(WHAT TO DO)
Could you return every line of the records below that contains the word "filename"?

(AVAILABLE RECORDS)
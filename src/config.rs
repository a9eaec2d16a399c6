use std::path::PathBuf;
use std::str::FromStr;
use std::time::Duration;

use crate::api::yahoo::{HistoryRequest, YahooClient};
use crate::services::animation_service::AnimationOptions;
use crate::utils::AppError;

/// Runtime settings, read from the environment (and `.env`)
#[derive(Debug, Clone)]
pub struct Config {
    pub symbol: String,
    pub display_name: String,
    pub range: String,
    pub interval: String,
    pub base_url: String,
    pub output_path: PathBuf,
    pub width: u32,
    pub height: u32,
    pub frame_delay_ms: u32,
    pub max_frames: usize,
    pub hold_frames: usize,
    pub request_timeout: Duration,
}

impl Config {
    pub fn from_env() -> Result<Self, AppError> {
        Self::from_lookup(|key| std::env::var(key).ok())
    }

    /// Build the config from any key lookup
    pub fn from_lookup<F>(lookup: F) -> Result<Self, AppError>
    where
        F: Fn(&str) -> Option<String>,
    {
        let text = |key: &str, default: &str| -> String {
            lookup(key)
                .map(|v| v.trim().to_string())
                .filter(|v| !v.is_empty())
                .unwrap_or_else(|| default.to_string())
        };

        let config = Config {
            symbol: text("INDEX_SYMBOL", "^GSPC"),
            display_name: text("INDEX_NAME", "S&P 500"),
            range: text("HISTORY_RANGE", "max"),
            interval: text("HISTORY_INTERVAL", "1d"),
            base_url: text("YAHOO_BASE_URL", YahooClient::DEFAULT_BASE_URL),
            output_path: PathBuf::from(text("OUTPUT_PATH", "index_animation.gif")),
            width: number(&lookup, "CHART_WIDTH", 1200)?,
            height: number(&lookup, "CHART_HEIGHT", 600)?,
            frame_delay_ms: number(&lookup, "FRAME_DELAY_MS", 20)?,
            max_frames: number(&lookup, "MAX_FRAMES", 300)?,
            hold_frames: number(&lookup, "HOLD_FRAMES", 50)?,
            request_timeout: Duration::from_secs(number(&lookup, "REQUEST_TIMEOUT_SECS", 30)?),
        };

        if config.width < 200 || config.height < 150 {
            return Err(AppError::Config(format!(
                "Chart size {}x{} is too small (minimum 200x150)",
                config.width, config.height
            )));
        }

        Ok(config)
    }

    pub fn history_request(&self) -> HistoryRequest {
        HistoryRequest {
            symbol: self.symbol.clone(),
            range: self.range.clone(),
            interval: self.interval.clone(),
        }
    }

    pub fn animation_options(&self) -> AnimationOptions {
        AnimationOptions {
            title: format!(
                "{} Closing Prices ({})",
                self.display_name,
                describe_range(&self.range)
            ),
            output_path: self.output_path.clone(),
            width: self.width,
            height: self.height,
            frame_delay_ms: self.frame_delay_ms,
            max_frames: self.max_frames,
            hold_frames: self.hold_frames,
        }
    }
}

fn number<T, F>(lookup: &F, key: &str, default: T) -> Result<T, AppError>
where
    T: FromStr,
    F: Fn(&str) -> Option<String>,
{
    match lookup(key).map(|v| v.trim().to_string()) {
        Some(raw) if !raw.is_empty() => raw
            .parse()
            .map_err(|_| AppError::Config(format!("{} must be a non-negative integer, got '{}'", key, raw))),
        _ => Ok(default),
    }
}

/// Human wording for a provider range token
pub fn describe_range(range: &str) -> String {
    match range {
        "max" => "all available history".to_string(),
        "ytd" => "year to date".to_string(),
        other => format!("last {}", other),
    }
}
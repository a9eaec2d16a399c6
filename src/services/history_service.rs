use tracing::info;

use crate::api::yahoo::{HistoryRequest, YahooClient};
use crate::models::PriceHistory;
use crate::utils::AppError;

/// Download the closing-price history for the requested symbol
pub async fn load_history(
    client: &YahooClient,
    request: &HistoryRequest,
) -> Result<PriceHistory, AppError> {
    let history = client.fetch_history(request).await?;
    let history = ensure_not_empty(history, &request.symbol)?;

    if let (Some(first), Some(last)) = (history.first(), history.last()) {
        info!(
            "Loaded {} closes for {} ({}) from {} to {}",
            history.len(),
            history.symbol,
            history.currency.as_deref().unwrap_or("unknown currency"),
            history.local_date(first),
            history.local_date(last)
        );
    }

    Ok(history)
}

/// An empty download is treated as a failed load
pub fn ensure_not_empty(history: PriceHistory, symbol: &str) -> Result<PriceHistory, AppError> {
    if history.is_empty() {
        return Err(AppError::EmptyHistory(symbol.to_string()));
    }
    Ok(history)
}
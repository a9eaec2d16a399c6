use thiserror::Error;

use crate::api::yahoo::ApiError;

/// Top-level failure for a run
#[derive(Debug, Error)]
pub enum AppError {
    #[error("Configuration error: {0}")]
    Config(String),
    #[error("Data provider error: {0}")]
    Api(#[from] ApiError),
    #[error("Could not load {0} history from the data provider")]
    EmptyHistory(String),
    #[error("Render error: {0}")]
    Render(String),
}

/// Shorten a provider error body so it fits on one log line
///
/// Bodies longer than `max_len` characters are cut and suffixed with `...`.
/// Newlines are flattened to spaces.
pub fn truncate_body(body: &str, max_len: usize) -> String {
    let flat: String = body
        .trim()
        .chars()
        .map(|c| if c == '\n' || c == '\r' { ' ' } else { c })
        .collect();

    if flat.chars().count() <= max_len {
        flat
    } else {
        let cut: String = flat.chars().take(max_len).collect();
        format!("{}...", cut)
    }
}
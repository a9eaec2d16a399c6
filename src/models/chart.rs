//! Price history models

use chrono::{DateTime, FixedOffset, NaiveDate, Utc};

/// A single closing price on the chart
#[derive(Debug, Clone, PartialEq)]
pub struct PricePoint {
    pub timestamp: DateTime<Utc>,
    pub price: f64,
}

impl PricePoint {
    pub fn new(timestamp: DateTime<Utc>, price: f64) -> Self {
        Self { timestamp, price }
    }
}

/// Closing prices for one symbol, ordered by timestamp ascending
#[derive(Debug, Clone)]
pub struct PriceHistory {
    pub symbol: String,
    pub currency: Option<String>,
    /// Exchange offset from UTC in seconds, used for calendar dates
    pub utc_offset_secs: i32,
    points: Vec<PricePoint>,
}

impl PriceHistory {
    /// Build a history, sorting the points by timestamp
    ///
    /// Duplicate timestamps and gaps are kept as given.
    pub fn new(symbol: impl Into<String>, mut points: Vec<PricePoint>) -> Self {
        points.sort_by_key(|p| p.timestamp);
        Self {
            symbol: symbol.into(),
            currency: None,
            utc_offset_secs: 0,
            points,
        }
    }

    pub fn with_currency(mut self, currency: Option<String>) -> Self {
        self.currency = currency;
        self
    }

    pub fn with_utc_offset(mut self, utc_offset_secs: i32) -> Self {
        self.utc_offset_secs = utc_offset_secs;
        self
    }

    pub fn points(&self) -> &[PricePoint] {
        &self.points
    }

    pub fn len(&self) -> usize {
        self.points.len()
    }

    pub fn is_empty(&self) -> bool {
        self.points.is_empty()
    }

    pub fn first(&self) -> Option<&PricePoint> {
        self.points.first()
    }

    pub fn last(&self) -> Option<&PricePoint> {
        self.points.last()
    }

    /// Lowest and highest closing price
    pub fn price_bounds(&self) -> Option<(f64, f64)> {
        if self.points.is_empty() {
            return None;
        }
        let min = self.points.iter().map(|p| p.price).fold(f64::INFINITY, f64::min);
        let max = self.points.iter().map(|p| p.price).fold(f64::NEG_INFINITY, f64::max);
        Some((min, max))
    }

    /// First and last timestamp
    pub fn time_bounds(&self) -> Option<(DateTime<Utc>, DateTime<Utc>)> {
        match (self.points.first(), self.points.last()) {
            (Some(first), Some(last)) => Some((first.timestamp, last.timestamp)),
            _ => None,
        }
    }

    /// Calendar date of a point at the exchange
    pub fn local_date(&self, point: &PricePoint) -> NaiveDate {
        match FixedOffset::east_opt(self.utc_offset_secs) {
            Some(offset) => point.timestamp.with_timezone(&offset).date_naive(),
            None => point.timestamp.date_naive(),
        }
    }
}

#[cfg(test)]
mod tests {
    use super::*;
    use chrono::TimeZone;

    fn point(secs: i64, price: f64) -> PricePoint {
        PricePoint::new(Utc.timestamp_opt(secs, 0).unwrap(), price)
    }

    #[test]
    fn test_history_is_sorted_ascending() {
        let history = PriceHistory::new(
            "^GSPC",
            vec![point(300, 3.0), point(100, 1.0), point(200, 2.0)],
        );

        let prices: Vec<f64> = history.points().iter().map(|p| p.price).collect();
        assert_eq!(prices, vec![1.0, 2.0, 3.0]);
        assert!(history
            .points()
            .windows(2)
            .all(|w| w[0].timestamp <= w[1].timestamp));
    }

    #[test]
    fn test_duplicates_are_kept() {
        let history = PriceHistory::new("^GSPC", vec![point(100, 1.0), point(100, 1.5)]);
        assert_eq!(history.len(), 2);
    }

    #[test]
    fn test_bounds() {
        let history = PriceHistory::new(
            "^GSPC",
            vec![point(100, 17.66), point(500, 4800.0), point(300, 12.2)],
        );

        assert_eq!(history.price_bounds(), Some((12.2, 4800.0)));
        let (start, end) = history.time_bounds().unwrap();
        assert_eq!(start.timestamp(), 100);
        assert_eq!(end.timestamp(), 500);
    }

    #[test]
    fn test_empty_history_has_no_bounds() {
        let history = PriceHistory::new("^GSPC", Vec::new());
        assert!(history.is_empty());
        assert_eq!(history.price_bounds(), None);
        assert_eq!(history.time_bounds(), None);
    }

    #[test]
    fn test_local_date_uses_exchange_offset() {
        // 2024-01-02 02:00 UTC is still 2024-01-01 in New York
        let ts = Utc.with_ymd_and_hms(2024, 1, 2, 2, 0, 0).unwrap();
        let history = PriceHistory::new("^GSPC", vec![PricePoint::new(ts, 4700.0)])
            .with_utc_offset(-5 * 3600);

        let date = history.local_date(&history.points()[0]);
        assert_eq!(date, NaiveDate::from_ymd_opt(2024, 1, 1).unwrap());
    }
}
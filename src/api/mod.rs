pub mod yahoo;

(RESPONSE)
filename src/config.rs
filename src/services/history_service.rs
filename src/models/chart.rs
filename src/api/mod.rs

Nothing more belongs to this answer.